ELIJAH & THE FAKE PROPHETS

SALT AND LIGHT
June 9, 2020
OUR DEBT OF GRATITUDE TO BARNABAS
June 11, 2020

Homily for Wednesday of the 10th Week in Ordinary Time, 10 June 2020, Mat. 5:17-19

We have a funny scene in our first reading. One Israelite prophet challenging 450 prophets of Baal and 400 prophets of Asherah (850 in all), to something like a duel. The King of Israel, King Ahab, had already abandoned the faith and turned to the Canaanite fertility gods, Baal and Asherah. He and his wife, the Queen Jezebel, had ordered the massacre of all the prophets of Israel, and only one remained, the prophet Elijah. He had been in hiding, until God instructed him to come out and confront King Ahab. So he turned himself in, but not without a fight.
Elijah, in today’s reading from the first book of KIngs challenges the fake prophets to a different kind of marathon. Pray to your gods and I will pray to Yahweh my God, and we’ll see, who of us will be heard.
This Canaanite fertility religion had become so popular to the Israelite men because it legitimized their infidelity to their wives. They were made to believe that in order to make the earth fertile, they had to ritualize the union between Baal, the father God, who represented heaven, and Asherah, the mother goddess who represented the earth. They could hire a temple prostitute for sex, and this was done as a sort of religious duty, believing that it was the only way to get their fields to be fruitful. They called it sacred prostitution.
Back to the Elijah challenge. He tells the Baal prophets to do what they are used to doing: they dance, they leap around on one foot, circulate around the altar while chanting and shouting. They even had this strange practice of inducing a trance by making little cuts on their bodies and making themselves bleed. And the author says, nothing happens. Twice, he says, “There was NO VOICE.” Meaning, God could not be heard through them.
They were a bunch of fakes who would do whatever was pleasing to the King. They pretended to pray as if grace depended on their gimmicks, their rituals, their techniques, their sacrifices and the combination of their words. What do they obtain? NOTHING.
Remember, Jesus once said in Matthew 6:7 “When you pray, you do not have to babble like the pagans, who think that they will be heard because of their many words.” In short, you don’t manipulate God or treat him like a puppet on a string or like a jukebox that plays a tune when you drop a coin in it. Elijah did not do any of that.

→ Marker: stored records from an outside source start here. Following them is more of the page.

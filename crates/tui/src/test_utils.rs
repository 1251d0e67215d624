//! Test utilities for the TUI crate.

use ratatui::buffer::Buffer;

/// Converts a ratatui [`Buffer`] to a string, one line per row.
///
/// Trailing spaces are trimmed from each line so snapshots and `contains`
/// checks do not depend on the buffer width.
#[must_use]
pub(crate) fn buffer_to_string(buf: &Buffer) -> String {
    let mut result = String::new();
    for y in buf.area.top()..buf.area.bottom() {
        for x in buf.area.left()..buf.area.right() {
            if let Some(cell) = buf.cell((x, y)) {
                result.push_str(cell.symbol());
            }
        }
        let trimmed = result.trim_end_matches(' ');
        result.truncate(trimmed.len());
        result.push('\n');
    }
    result
}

When it was his turn, he just called on the Lord’s name and fire descended upon the altar and burnt up the offerings.
Fire was the symbol of the temple. When Solomon built the temple, a perpetual fire was made to burn in the holy of holies. Our vigil lamps in our parish Churches are a remnant of that tradition of the perpetual fire of the temple, which was supposed to be kept burning by the priests. The symbolism is quite evident, the fire of the divine presence. It is what people come to the temple for: in order to find light in their darkness, in order to seek warmth in the cold, in order to be transformed and purified like gold tested in fire.

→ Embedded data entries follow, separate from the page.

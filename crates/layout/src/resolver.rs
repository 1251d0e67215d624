//! The responsive layout resolver and its change subscription.
//!
//! A [`ViewportResolver`] owns the last viewport reported by the host and
//! the host's [`DisplayMetrics`]. Every read recomputes from that state, so
//! a consumer that re-reads after a change notification never sees stale
//! layout.
//!
//! The resolver is single-threaded: the host delivers updates on the UI
//! thread and handlers run to completion before the next one.
//!
//! # Examples
//!
//! ```
//! use std::cell::Cell;
//! use std::rc::Rc;
//!
//! use gridline_layout::{DisplayMetrics, Orientation, Viewport, ViewportResolver};
//!
//! let mut resolver = ViewportResolver::new(Viewport::new(375.0, 667.0), DisplayMetrics::default());
//! assert_eq!(resolver.grid_columns(), 2);
//!
//! let last = Rc::new(Cell::new(None));
//! let seen = Rc::clone(&last);
//! let subscription = resolver.subscribe(move |change| seen.set(Some(change.orientation)));
//!
//! resolver.update(Viewport::new(667.0, 375.0));
//! assert_eq!(last.get(), Some(Orientation::Landscape));
//! assert_eq!(resolver.grid_columns(), 4);
//!
//! subscription.unsubscribe();
//! ```

use std::cell::RefCell;
use std::fmt;
use std::rc::{Rc, Weak};

use serde::{Deserialize, Serialize};

use crate::scale::{SpacingScale, TypographyScale, adaptive_padding};
use crate::viewport::{
    DeviceClass, DisplayMetrics, Orientation, Viewport, classify_device, grid_columns, is_tablet,
};

/// Payload delivered to subscribers on every viewport update.
#[derive(Debug, Clone, Copy, PartialEq, Serialize, Deserialize)]
pub struct ViewportChange {
    /// The new viewport.
    pub viewport: Viewport,
    /// Orientation computed from the new viewport.
    pub orientation: Orientation,
}

/// Every derived layout value for one viewport, computed together.
#[derive(Debug, Clone, Copy, PartialEq, Serialize, Deserialize)]
pub struct ResolvedLayout {
    /// The viewport the values were computed from.
    pub viewport: Viewport,
    /// Device class.
    pub device_class: DeviceClass,
    /// Orientation.
    pub orientation: Orientation,
    /// Whether the viewport is tablet sized.
    pub is_tablet: bool,
    /// Grid column count.
    pub grid_columns: usize,
    /// Spacing scale.
    pub spacing: SpacingScale,
    /// Typography scale.
    pub typography: TypographyScale,
    /// Horizontal container inset.
    pub adaptive_padding: u32,
}

impl ResolvedLayout {
    /// Resolves every layout value for a viewport.
    #[must_use]
    pub fn compute(viewport: Viewport, metrics: &DisplayMetrics) -> Self {
        Self {
            viewport,
            device_class: classify_device(&viewport, metrics),
            orientation: viewport.orientation(),
            is_tablet: is_tablet(&viewport, metrics),
            grid_columns: grid_columns(&viewport, metrics),
            spacing: SpacingScale::for_viewport(&viewport, metrics),
            typography: TypographyScale::for_viewport(&viewport, metrics),
            adaptive_padding: adaptive_padding(&viewport, metrics),
        }
    }
}

type Handler = Rc<dyn Fn(&ViewportChange)>;

#[derive(Default)]
struct Registry {
    next_id: u64,
    handlers: Vec<(u64, Handler)>,
}

impl Registry {
    /// Takes the handler out so the caller can drop it after releasing the
    /// borrow; the handler may own subscriptions of its own.
    fn remove(&mut self, id: u64) -> Option<Handler> {
        let position = self
            .handlers
            .iter()
            .position(|(handler_id, _)| *handler_id == id)?;
        Some(self.handlers.remove(position).1)
    }
}

/// Resolves layout values from the current viewport.
pub struct ViewportResolver {
    viewport: Viewport,
    metrics: DisplayMetrics,
    registry: Rc<RefCell<Registry>>,
}

impl fmt::Debug for ViewportResolver {
    fn fmt(&self, f: &mut fmt::Formatter<'_>) -> fmt::Result {
        f.debug_struct("ViewportResolver")
            .field("viewport", &self.viewport)
            .field("metrics", &self.metrics)
            .field("subscribers", &self.subscriber_count())
            .finish()
    }
}

impl ViewportResolver {
    /// Creates a resolver for an initial viewport.
    #[must_use]
    pub fn new(viewport: Viewport, metrics: DisplayMetrics) -> Self {
        Self {
            viewport,
            metrics,
            registry: Rc::default(),
        }
    }

    /// Returns the last observed viewport.
    #[must_use]
    pub fn viewport(&self) -> Viewport {
        self.viewport
    }

    /// Returns the display metrics in effect.
    #[must_use]
    pub fn metrics(&self) -> &DisplayMetrics {
        &self.metrics
    }

    /// Replaces the display metrics. Subscribers are not notified.
    pub fn set_metrics(&mut self, metrics: DisplayMetrics) {
        self.metrics = metrics;
    }

    /// Returns the current device class.
    #[must_use]
    pub fn device_class(&self) -> DeviceClass {
        classify_device(&self.viewport, &self.metrics)
    }

    /// Returns the current orientation.
    #[must_use]
    pub fn orientation(&self) -> Orientation {
        self.viewport.orientation()
    }

    /// Returns whether the current viewport is tablet sized.
    #[must_use]
    pub fn is_tablet(&self) -> bool {
        is_tablet(&self.viewport, &self.metrics)
    }

    /// Returns the current grid column count.
    #[must_use]
    pub fn grid_columns(&self) -> usize {
        grid_columns(&self.viewport, &self.metrics)
    }

    /// Returns the current spacing scale.
    #[must_use]
    pub fn spacing(&self) -> SpacingScale {
        SpacingScale::for_viewport(&self.viewport, &self.metrics)
    }

    /// Returns the current typography scale.
    #[must_use]
    pub fn typography(&self) -> TypographyScale {
        TypographyScale::for_viewport(&self.viewport, &self.metrics)
    }

    /// Returns the current horizontal container inset.
    #[must_use]
    pub fn adaptive_padding(&self) -> u32 {
        adaptive_padding(&self.viewport, &self.metrics)
    }

    /// Resolves every layout value for the current viewport.
    #[must_use]
    pub fn snapshot(&self) -> ResolvedLayout {
        ResolvedLayout::compute(self.viewport, &self.metrics)
    }

    /// Registers a handler for viewport updates.
    ///
    /// The handler stays registered until the returned [`Subscription`] is
    /// unsubscribed or dropped.
    pub fn subscribe<F>(&self, handler: F) -> Subscription
    where
        F: Fn(&ViewportChange) + 'static,
    {
        let handler: Handler = Rc::new(handler);
        let mut registry = self.registry.borrow_mut();
        let id = registry.next_id;
        registry.next_id += 1;
        registry.handlers.push((id, handler));
        Subscription {
            id,
            registry: Rc::downgrade(&self.registry),
        }
    }

    /// Removes a subscription. Calling this more than once is a no-op.
    pub fn unsubscribe(&self, subscription: &Subscription) {
        subscription.unsubscribe();
    }

    /// Returns the number of live subscriptions.
    #[must_use]
    pub fn subscriber_count(&self) -> usize {
        self.registry.borrow().handlers.len()
    }

    /// Records a new viewport reported by the host and notifies subscribers.
    ///
    /// The viewport is stored before any handler runs. Handlers may
    /// subscribe or unsubscribe while being notified; a handler removed
    /// during delivery may still receive the in-flight change.
    pub fn update(&mut self, viewport: Viewport) {
        self.viewport = viewport;
        let change = ViewportChange {
            viewport,
            orientation: viewport.orientation(),
        };

        let handlers: Vec<Handler> = self
            .registry
            .borrow()
            .handlers
            .iter()
            .map(|(_, handler)| Rc::clone(handler))
            .collect();

        for handler in handlers {
            handler(&change);
        }
    }
}

/// Handle for a registered viewport handler.
///
/// Unsubscribing is idempotent and safe after the resolver is gone.
/// Dropping the handle unsubscribes.
#[must_use = "dropping a Subscription unsubscribes it immediately"]
pub struct Subscription {
    id: u64,
    registry: Weak<RefCell<Registry>>,
}

impl fmt::Debug for Subscription {
    fn fmt(&self, f: &mut fmt::Formatter<'_>) -> fmt::Result {
        f.debug_struct("Subscription")
            .field("id", &self.id)
            .field("active", &self.is_active())
            .finish()
    }
}

impl Subscription {
    /// Stops further notifications to this handler.
    pub fn unsubscribe(&self) {
        if let Some(registry) = self.registry.upgrade() {
            let removed = registry.borrow_mut().remove(self.id);
            drop(removed);
        }
    }

    /// Returns `true` while the handler is still registered.
    #[must_use]
    pub fn is_active(&self) -> bool {
        self.registry
            .upgrade()
            .is_some_and(|registry| registry.borrow().handlers.iter().any(|(id, _)| *id == self.id))
    }
}

impl Drop for Subscription {
    fn drop(&mut self) {
        self.unsubscribe();
    }
}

Inside the temple, in the Tabernacle of the Holy of Holies, there was the Ark of the Covenant. Inside this box, they placed the two stone tablets of the Law that Jesus is speaking about in today’s Gospel. Remember how we heard this a few days ago? How Jesus had summarized the Jewish law into two: LOVE OF GOD and LOVE OF NEIGHBOR.
Many people reacted with what they thought was an oversimplification by Jesus. Was he abolishing the law? Today, he answers that and says, he came not to abolish the law but to fulfill it. In the words of the prophet Jeremiah 31, God says that in the new covenant, he will write his law, no longer on stone tablets, but rather “in their minds and hearts.“
The Lord eventually allowed this temple of stone to be demolished so that we ourselves could become the new temple. When our hearts are aflame with Love of God and neighbor, that’s when we become God’s temple and fulfill the prophecy of Jeremiah.
And so we end with the question, HOW SHOULD WE PRAY? Let go of the gimmicks. It is not what you do for God that matters; it is rather what you allow God to do for you and through you. Like Elijah, go rather for the simplicity of disposing your heart to trust in God as a child entrusts who himself totally in his Father’s loving hands. When you can pray as if everything depended on God, you can work as if everything depended on you.”